*** Opening of DATA FOR THIS EXERCISE ***

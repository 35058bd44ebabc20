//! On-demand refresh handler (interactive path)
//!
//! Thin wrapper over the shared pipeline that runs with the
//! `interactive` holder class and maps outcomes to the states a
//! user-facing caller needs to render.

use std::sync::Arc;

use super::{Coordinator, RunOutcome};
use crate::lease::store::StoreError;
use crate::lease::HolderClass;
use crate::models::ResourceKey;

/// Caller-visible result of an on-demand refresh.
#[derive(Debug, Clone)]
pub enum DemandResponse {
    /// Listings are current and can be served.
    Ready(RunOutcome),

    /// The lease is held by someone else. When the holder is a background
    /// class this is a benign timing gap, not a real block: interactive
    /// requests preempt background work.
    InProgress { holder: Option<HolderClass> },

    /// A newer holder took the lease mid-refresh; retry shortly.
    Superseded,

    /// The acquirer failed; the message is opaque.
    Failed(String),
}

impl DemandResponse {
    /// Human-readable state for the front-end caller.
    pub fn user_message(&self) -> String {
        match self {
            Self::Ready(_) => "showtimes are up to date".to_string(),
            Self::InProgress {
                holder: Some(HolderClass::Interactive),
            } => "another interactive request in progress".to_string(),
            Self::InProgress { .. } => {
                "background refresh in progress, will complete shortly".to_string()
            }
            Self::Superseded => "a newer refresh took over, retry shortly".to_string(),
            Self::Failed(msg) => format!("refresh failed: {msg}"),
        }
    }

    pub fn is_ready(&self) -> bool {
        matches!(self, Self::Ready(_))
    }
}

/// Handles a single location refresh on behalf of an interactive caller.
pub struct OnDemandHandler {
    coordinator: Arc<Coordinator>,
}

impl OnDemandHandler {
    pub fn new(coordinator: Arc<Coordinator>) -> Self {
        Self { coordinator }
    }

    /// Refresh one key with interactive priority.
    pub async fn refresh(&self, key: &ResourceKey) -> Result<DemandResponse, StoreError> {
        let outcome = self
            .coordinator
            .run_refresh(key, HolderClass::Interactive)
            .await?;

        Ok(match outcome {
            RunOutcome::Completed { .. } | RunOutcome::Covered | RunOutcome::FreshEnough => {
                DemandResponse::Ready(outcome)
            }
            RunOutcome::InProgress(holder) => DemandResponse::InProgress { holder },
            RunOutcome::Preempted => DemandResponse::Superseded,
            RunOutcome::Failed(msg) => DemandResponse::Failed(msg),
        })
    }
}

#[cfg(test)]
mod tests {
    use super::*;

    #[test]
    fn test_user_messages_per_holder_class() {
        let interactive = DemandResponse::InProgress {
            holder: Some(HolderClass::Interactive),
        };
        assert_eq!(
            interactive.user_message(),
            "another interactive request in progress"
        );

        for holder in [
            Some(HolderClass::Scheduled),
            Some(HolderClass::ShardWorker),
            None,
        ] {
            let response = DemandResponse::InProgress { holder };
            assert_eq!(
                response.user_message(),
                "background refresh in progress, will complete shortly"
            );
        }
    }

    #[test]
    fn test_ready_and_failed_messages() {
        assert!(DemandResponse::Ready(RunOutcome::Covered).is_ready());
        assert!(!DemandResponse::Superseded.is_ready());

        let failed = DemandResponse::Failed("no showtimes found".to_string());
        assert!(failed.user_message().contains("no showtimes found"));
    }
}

*** Close of DATA FOR THIS EXERCISE ***

■ TRY IT
Each entry above must be retyped exactly.

■ YOUR RESPONSE
repository 35058bd44ebabc20
//! On-demand refresh handler (interactive path)
//!
//! Thin wrapper over the shared pipeline that runs with the
//! `interactive` holder class and maps outcomes to the states a
//! user-facing caller needs to render.

use std::sync::Arc;

use super::{Coordinator, RunOutcome};
use crate::lease::store::StoreError;
use crate::lease::HolderClass;
use crate::models::ResourceKey;

/// Caller-visible result of an on-demand refresh.
#[derive(Debug, Clone)]
pub enum DemandResponse {
    /// Listings are current and can be served.
    Ready(RunOutcome),

    /// The lease is held by someone else. When the holder is a background
    /// class this is a benign timing gap, not a real block: interactive
    /// requests preempt background work.
    InProgress { holder: Option<HolderClass> },

    /// A newer holder took the lease mid-refresh; retry shortly.
    Superseded,

    /// The acquirer failed; the message is opaque.
    Failed(String),
}

impl DemandResponse {
    /// Human-readable state for the front-end caller.
    pub fn user_message(&self) -> String {
        match self {
            Self::Ready(_) => "showtimes are up to date".to_string(),
            Self::InProgress {
                holder: Some(HolderClass::Interactive),
            } => "another interactive request in progress".to_string(),
            Self::InProgress { .. } => {
                "background refresh in progress, will complete shortly".to_string()
            }
            Self::Superseded => "a newer refresh took over, retry shortly".to_string(),
            Self::Failed(msg) => format!("refresh failed: {msg}"),
        }
    }

    pub fn is_ready(&self) -> bool {
        matches!(self, Self::Ready(_))
    }
}

/// Handles a single location refresh on behalf of an interactive caller.
pub struct OnDemandHandler {
    coordinator: Arc<Coordinator>,
}

impl OnDemandHandler {
    pub fn new(coordinator: Arc<Coordinator>) -> Self {
        Self { coordinator }
    }

    /// Refresh one key with interactive priority.
    pub async fn refresh(&self, key: &ResourceKey) -> Result<DemandResponse, StoreError> {
        let outcome = self
            .coordinator
            .run_refresh(key, HolderClass::Interactive)
            .await?;

        Ok(match outcome {
            RunOutcome::Completed { .. } | RunOutcome::Covered | RunOutcome::FreshEnough => {
                DemandResponse::Ready(outcome)
            }
            RunOutcome::InProgress(holder) => DemandResponse::InProgress { holder },
            RunOutcome::Preempted => DemandResponse::Superseded,
            RunOutcome::Failed(msg) => DemandResponse::Failed(msg),
        })
    }
}

#[cfg(test)]
mod tests {
    use super::*;

    #[test]
    fn test_user_messages_per_holder_class() {
        let interactive = DemandResponse::InProgress {
            holder: Some(HolderClass::Interactive),
        };
        assert_eq!(
            interactive.user_message(),
            "another interactive request in progress"
        );

        for holder in [
            Some(HolderClass::Scheduled),
            Some(HolderClass::ShardWorker),
            None,
        ] {
            let response = DemandResponse::InProgress { holder };
            assert_eq!(
                response.user_message(),
                "background refresh in progress, will complete shortly"
            );
        }
    }

    #[test]
    fn test_ready_and_failed_messages() {
        assert!(DemandResponse::Ready(RunOutcome::Covered).is_ready());
        assert!(!DemandResponse::Superseded.is_ready());

        let failed = DemandResponse::Failed("no showtimes found".to_string());
        assert!(failed.user_message().contains("no showtimes found"));
    }
}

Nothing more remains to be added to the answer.